Thursday, July 05, 2007

An Incentive Too Far?

The New York City schools are instituting a plan devised by Harvard economist Roland Fryer to pay students for getting good grades. In a NY Times op-ed, psychologist Bernard Schwartz argues that it reflects a naive view of incentives on the part of economists. He writes:
...Unfortunately, these assumptions that economists make about human motivation, though intuitive and straightforward, are false. In particular, the idea that adding motives always helps is false. There are circumstances in which adding an incentive competes with other motives and diminishes their impact. Psychologists have known this for more than 30 years.

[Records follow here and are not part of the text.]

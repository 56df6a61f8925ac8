//! Session lifecycle over file-backed storage.

#![allow(clippy::unwrap_used)]

use market_catalog_app::router::Screen;
use market_catalog_app::session::{LoginForm, SessionManager};
use market_catalog_app::storage::{FileStorage, KeyValueStore, keys};
use market_catalog_app::theme::Theme;
use market_catalog_core::{Account, InvalidStateError, Role, StoreId, UserProfile, favorites};
use market_catalog_integration_tests::{logged_in, temp_storage_path};

// =============================================================================
// Role Exclusivity
// =============================================================================

#[test]
fn test_login_profiles_are_role_exclusive() {
    for role in [Role::Customer, Role::Supermarket] {
        let session = logged_in(role, "");
        let profile = session.current().unwrap();

        assert_eq!(profile.role(), role);
        assert_ne!(
            profile.store_id().is_some(),
            profile.favorites().is_some(),
            "exactly one of storeId/favorites for {role:?}"
        );
    }
}

#[test]
fn test_persisted_json_shape() {
    let session = logged_in(Role::Supermarket, "loja@central.com");
    let raw = session.storage().get(keys::CURRENT_USER).unwrap();
    let json: serde_json::Value = serde_json::from_str(&raw).unwrap();

    assert_eq!(json["role"], "SUPERMARKET");
    assert_eq!(json["storeId"], "s1");
    assert_eq!(json["email"], "loja@central.com");
    assert!(json.get("favorites").is_none());
}

// =============================================================================
// Restore / Logout
// =============================================================================

#[test]
fn test_session_survives_restart() {
    let path = temp_storage_path();
    let profile = LoginForm::new(Role::Customer, "cliente@exemplo.com")
        .into_profile()
        .unwrap();

    {
        let mut session = SessionManager::new(FileStorage::open(&path));
        session.login(profile.clone());
        session.toggle_theme();
    }

    let mut session = SessionManager::new(FileStorage::open(&path));
    assert_eq!(session.restore(), Some(&profile));
    assert_eq!(session.theme(), Theme::Dark);
    assert_eq!(session.screen(), Screen::CustomerExplorer);
}

#[test]
fn test_malformed_storage_restores_logged_out() {
    let path = temp_storage_path();
    {
        let mut storage = FileStorage::open(&path);
        storage.set(keys::CURRENT_USER, r#"{"role":"ADMIN"}"#).unwrap();
    }

    let mut session = SessionManager::new(FileStorage::open(&path));
    assert!(session.restore().is_none());
    assert_eq!(session.screen(), Screen::Login);
}

#[test]
fn test_logout_clears_profile_but_keeps_theme() {
    let path = temp_storage_path();
    {
        let mut session = SessionManager::new(FileStorage::open(&path));
        session.login(LoginForm::new(Role::Supermarket, "").into_profile().unwrap());
        session.toggle_theme();
        session.logout();
    }

    let reopened = FileStorage::open(&path);
    assert!(reopened.get(keys::CURRENT_USER).is_none());
    assert_eq!(reopened.get(keys::THEME).as_deref(), Some("dark"));

    let mut session = SessionManager::new(reopened);
    assert!(session.restore().is_none());
    assert_eq!(session.theme(), Theme::Dark);
}

// =============================================================================
// Update
// =============================================================================

#[test]
fn test_storage_reflects_last_update() {
    let mut session = logged_in(Role::Customer, "");
    let profile = session.current().unwrap().clone();

    let once = favorites::toggle(&profile, &StoreId::new("s1")).unwrap();
    session.update(once).unwrap();
    let twice = favorites::toggle(session.current().unwrap(), &StoreId::new("s3")).unwrap();
    session.update(twice.clone()).unwrap();

    let stored: UserProfile =
        serde_json::from_str(&session.storage().get(keys::CURRENT_USER).unwrap()).unwrap();
    assert_eq!(stored, twice);
    assert_eq!(stored.favorites().unwrap().len(), 2);
}

#[test]
fn test_cross_identity_update_rejected() {
    let mut session = logged_in(Role::Customer, "");
    let before = session.storage().get(keys::CURRENT_USER);

    let stranger = LoginForm::new(Role::Customer, "").into_profile().unwrap();
    let err = session.update(stranger).unwrap_err();

    assert!(matches!(err, InvalidStateError::IdentityMismatch { .. }));
    assert_eq!(session.storage().get(keys::CURRENT_USER), before);
}

#[test]
fn test_update_cannot_turn_customer_into_operator() {
    let mut session = logged_in(Role::Customer, "");
    let before = session.storage().get(keys::CURRENT_USER);
    let customer = session.current().unwrap().clone();

    let operator = UserProfile {
        account: Account::Supermarket {
            store_id: StoreId::new("s2"),
        },
        ..customer.clone()
    };
    let err = session.update(operator).unwrap_err();

    assert!(matches!(err, InvalidStateError::AccountChanged { .. }));
    assert_eq!(session.current().unwrap().role(), Role::Customer);
    assert_eq!(session.screen(), Screen::CustomerExplorer);
    assert_eq!(session.storage().get(keys::CURRENT_USER), before);
}

#[test]
fn test_favorite_toggle_is_involution() {
    let session = logged_in(Role::Customer, "");
    let profile = session.current().unwrap();
    let store = StoreId::new("s2");

    let twice = favorites::toggle(&favorites::toggle(profile, &store).unwrap(), &store).unwrap();
    assert_eq!(&twice, profile);
}

#[test]
fn test_favorite_toggle_rejects_store_account() {
    let session = logged_in(Role::Supermarket, "");
    let err = favorites::toggle(session.current().unwrap(), &StoreId::new("s2")).unwrap_err();
    assert_eq!(err, InvalidStateError::NotACustomer);
}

In one experiment, nursery school children were given the opportunity to draw with special markers. After playing, some of the children were given “good player” awards and others were not. Some time later, the markers were reintroduced to the classroom. The researchers kept track of which children used the markers, and they collected the pictures that had been drawn. The youngsters given awards were less likely to draw at all, and drew worse pictures, than those who were not given the awards.

Why did this happen? Children draw because drawing is fun and because it leads to a result: a picture. The rewards of drawing are intrinsic to the activity itself. The “good player” award gives children another reason to draw: to earn a reward. And it matters — children want recognition. But the recognition undermines the fun, so that later, in the absence of a chance to earn an award, the children aren’t interested in drawing...

The Economist's Free Exchange is more sympathetic to the idea. Jared Bernstein was prompted to ponder a broader question: "Why Are Economists' Predictions So Often Wrong?" (in doing so, he takes a swipe at Mankiw, who responds).